Sus historias, publicadas en todos los idiomas incansablemente, son tan vigorosas y cargadas de tanta vida que han inspirado películas memorables: “Adiós a las armas”, 1932, de Frank Borzage y “¿Por quien doblan las campanas?”, 1943, ambas de Sam Wood y con Gary Cooper, uno de sus mejores compinches;”Tener y no tener”, 1944, con un director y dos actores míticos, Hawks, Bogart y Bacall; “Forajidos / Asesinos”, una de sus mejores historias, en 1946 dirigida por Robert Siodmak y 1964, por Donald Siegel; “Las nieves del Kilimanjaro”, 1952 más “Fiesta / El sol sale para todos”, 1957, ambas de Henry King; “Adiós a las armas”, 1957, de Charles Vidor y la famosa “El viejo y el mar” de John Sturges, 1958, con Spencer Tracy, entre otras adaptaciones porque el cine y la televisión siguen utilizando sus historias no siempre con la mejor suerte.
Ese domingo 2 de julio el abuelo de Margaux se levantó silenciosamente, salió de la habitación pequeña que ocupaba en la parte trasera de esa casa grande (la esposa dormía en la alcoba principal del segundo piso), bajó al sótano, buscó las llaves del armario donde guardaba las armas de cacería y tomó la escopeta Boss. Mary se despertó en su cama con los disparos que sonaron como una puerta cerrada violentamente. Cuando bajó al vestíbulo se encontró con los restos que durante más de cinco horas serían recogidos, limpiados y desechados por tres de sus mejores amigos de boxeo, tragos y cacerías: George Brown, Don Anderson y Looyd Arnold.
Como todos los años, desde hace 47, miles de seguidores de Hemingway visitan Ketchum, Idaho, quizás buscando el olor de la sangre o el ruido de los dos disparos; acuden a la cita del barrio habanero de San Francisco de Paula, donde la casa de Finca Vigía se viene abajo porque el gobierno de Estados Unidos impidió que los cubanos recibieran una donación para restaurarla de urgencia; pasan por Key West donde la casa donde él también escribió, está tomada por una colonia de jóvenes homosexuales que leen sus libros mientras hacen el amor y escandalizan a las vecinas pudorosas.

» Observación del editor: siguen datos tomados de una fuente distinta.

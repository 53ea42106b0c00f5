use std::sync::Arc;

use sui_mm_toolkit::{
    cetus::{CetusClmm, CreatePoolParams, InitialLiquidity, Pool},
    chain::{ChainClient, TxOutcome},
    errors::MmError,
    wallet::Wallet,
};
use sui_sdk::types::{base_types::ObjectID, transaction::TransactionData};

use crate::constants::Env;

const POOL_TYPE_PATTERN: &str = "::pool::Pool<";

pub struct PoolService {
    env: Env,
    chain: Arc<dyn ChainClient>,
    clmm: Arc<CetusClmm>,
}

impl PoolService {
    pub fn new(env: Env, chain: Arc<dyn ChainClient>, clmm: Arc<CetusClmm>) -> Self {
        Self { env, chain, clmm }
    }

    async fn submit(&self, wallet: &Wallet, data: TransactionData) -> Result<TxOutcome, MmError> {
        let signature = wallet.sign(&data);
        let outcome = self.chain.execute(data, vec![signature]).await?;
        log::info!(
            "create pool success digest {:?} {}",
            outcome.digest,
            self.env.tx_link(&outcome.digest)
        );
        Ok(outcome)
    }

    /// Empty pool at `initial_price`.
    pub async fn create_pool(&self, wallet: &Wallet, params: &CreatePoolParams) -> Result<TxOutcome, MmError> {
        log::info!("create pool {:#?}", params);
        let data = self
            .clmm
            .build_create_pool_tx(wallet.address, params, self.env.gas_budget)
            .await?;
        self.submit(wallet, data).await
    }

    /// Pool with a full-range position; returns the new pool id.
    pub async fn create_pool_with_initial_liquidity(
        &self,
        wallet: &Wallet,
        params: &CreatePoolParams,
        liquidity: &InitialLiquidity,
    ) -> Result<ObjectID, MmError> {
        log::info!("create pool {:#?} with liquidity {:?}", params, liquidity);
        let data = self
            .clmm
            .build_create_pool_with_liquidity_tx(wallet.address, params, liquidity, self.env.gas_budget)
            .await?;
        let outcome = self.submit(wallet, data).await?;
        let pool = outcome
            .find_created(POOL_TYPE_PATTERN)
            .ok_or_else(|| MmError::NotFound(format!("created pool in {}", outcome.digest)))?;
        log::info!("pool id {:?}", pool.object_id);
        Ok(pool.object_id)
    }

    pub async fn find_pool_by_coin(&self, coin_type: &str) -> Result<Pool, MmError> {
        self.clmm.find_pool_by_coin(coin_type).await
    }
}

Ese domingo 2 de julio de 1961, a las seis de la tarde, Hemingway recibiría el mejor homenaje de uno de sus grandes amigos: Antonio Ordóñez le brindó uno de los toros de su corrida, mientras miles de aficionados en Las Ventas guardaban un silencio profundo, mortal, oscuro, tratando de entender por qué si era el hombre que vivía la vida hasta el fondo, altanera, orgullosa y sensualmente. No en balde dos días antes del suicidio, en la cama del hospital donde estuvo recluido varias semanas, recibiendo choques eléctricos e inyecciones tremendas, escandalizó a médicos, enfermeras y pacientes haciendo el amor con su mujer como una prueba de que seguía vivo o, supuestamente, quería seguir viviendo. Mentira.